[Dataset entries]
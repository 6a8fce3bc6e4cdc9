//! App Orchestration Methods
//!
//! This module contains App implementation methods grouped by domain.
//! Each submodule contains methods that orchestrate between:
//! - Model state (pure, in the library's `model`)
//! - Services (link opener)
//! - Handlers (in src/handlers/)
//!
//! Methods are kept as `impl App` but organized by functional domain
//! for better discoverability and maintainability.

pub(crate) mod links;
pub(crate) mod navigation;
use chrono::Datelike;
use ratatui::text::{Line, Span};

use crate::content::{ContactMethod, PortfolioContent};
use crate::logic::formatting::wrap_text;
use crate::logic::layout::grid_columns;
use crate::model::LayoutMode;
use crate::ui::blocks::{
    card, card_inner_width, center_line, centered_paragraph, column_width, grid, paragraph,
    section_heading,
};
use crate::ui::theme::Palette;

fn method_card(method: &ContactMethod, width: u16, palette: &Palette) -> Vec<Line<'static>> {
    let inner = card_inner_width(width);
    let mut body: Vec<Line<'static>> = wrap_text(&method.value, usize::from(inner))
        .into_iter()
        .map(|row| Line::from(Span::styled(row, palette.heading())))
        .collect();
    body.push(Line::from(Span::styled(format!("→ {}", method.action_label), palette.link())));
    card(&method.title, body, width, palette)
}

/// Page footer: name, tagline and copyright line
fn footer(content: &PortfolioContent, year: i32, width: u16, palette: &Palette) -> Vec<Line<'static>> {
    let w = usize::from(width);
    let mut lines = vec![
        Line::from(Span::styled("─".repeat(w), palette.border())),
        center_line(
            Line::from(vec![
                Span::styled(format!("{} ", content.profile.first_name), palette.heading()),
                Span::styled(content.profile.last_name.clone(), palette.primary_bold()),
            ]),
            w,
        ),
    ];
    if !content.contact.footer_tagline.is_empty() {
        lines.extend(centered_paragraph(&content.contact.footer_tagline, width, palette.secondary()));
    }
    lines.push(center_line(
        Line::from(vec![
            Span::styled(
                format!("© {} {}. Made with ", year, content.profile.full_name()),
                palette.secondary(),
            ),
            Span::styled("♥", palette.primary_bold()),
        ]),
        w,
    ));
    lines
}

/// Contact: methods, socials, call to action and the footer
pub fn lines(content: &PortfolioContent, width: u16, mode: LayoutMode, palette: &Palette) -> Vec<Line<'static>> {
    lines_for_year(content, width, mode, palette, chrono::Local::now().year())
}

pub(crate) fn lines_for_year(
    content: &PortfolioContent,
    width: u16,
    mode: LayoutMode,
    palette: &Palette,
    year: i32,
) -> Vec<Line<'static>> {
    let contact = &content.contact;
    let mut lines = section_heading("Get In", "Touch", &contact.intro, width, palette);

    let columns = grid_columns(mode, 2, contact.methods.len());
    let col = column_width(width, columns);
    let cards = contact
        .methods
        .iter()
        .map(|method| method_card(method, col, palette))
        .collect();
    lines.extend(grid(cards, columns, col));

    if !contact.socials.is_empty() {
        lines.push(Line::default());
        let mut spans = vec![Span::styled("Find me on ", palette.secondary())];
        for (i, social) in contact.socials.iter().enumerate() {
            if i > 0 {
                spans.push(Span::styled(" · ", palette.secondary()));
            }
            spans.push(Span::styled(social.label.clone(), palette.link()));
        }
        spans.push(Span::styled("  (l)", palette.secondary()));
        lines.push(center_line(Line::from(spans), usize::from(width)));
    }

    if let Some(cta) = &contact.call_to_action {
        lines.push(Line::default());
        let inner = card_inner_width(width);
        let mut body = paragraph(&cta.body, inner, palette.text());
        body.push(Line::default());
        body.push(Line::from(vec![
            Span::styled(" Send Email (e) ", palette.button()),
            Span::raw("  "),
            Span::styled(" Hire Me (h) ", palette.link()),
        ]));
        lines.extend(card(&cta.title, body, width, palette));
    }

    lines.push(Line::default());
    lines.extend(footer(content, year, width, palette));
    lines
}

#[cfg(test)]
mod tests {
    use super::*;
    use crate::model::ThemeMode;
    use crate::ui::theme::palette;

    fn text(lines: &[Line]) -> String {
        lines
            .iter()
            .map(|l| l.spans.iter().map(|s| s.content.as_ref()).collect::<String>())
            .collect::<Vec<_>>()
            .join("\n")
    }

    #[test]
    fn test_contact_ends_with_footer() {
        let content = PortfolioContent::bundled().unwrap();
        let out = lines_for_year(&content, 100, LayoutMode::Expanded, &palette(ThemeMode::Dark), 2026);
        let last = text(&out[out.len() - 1..]);
        assert!(last.contains("© 2026 Alex Rivera. Made with ♥"));
        assert!(text(&out).contains("Send Email"));
        assert!(text(&out).contains("Ready to bring your app idea to life?"));
    }

    #[test]
    fn test_methods_side_by_side_when_expanded() {
        let content = PortfolioContent::bundled().unwrap();
        let p = palette(ThemeMode::Dark);
        let expanded = lines_for_year(&content, 120, LayoutMode::Expanded, &p, 2026);
        let compact = lines_for_year(&content, 120, LayoutMode::Compact, &p, 2026);
        assert!(expanded.len() < compact.len());
    }
}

### YOUR INSTRUCTIONS
Say, as a single number, how many lines of the records hold the word "profile".

### EXPECTED OUTPUT
3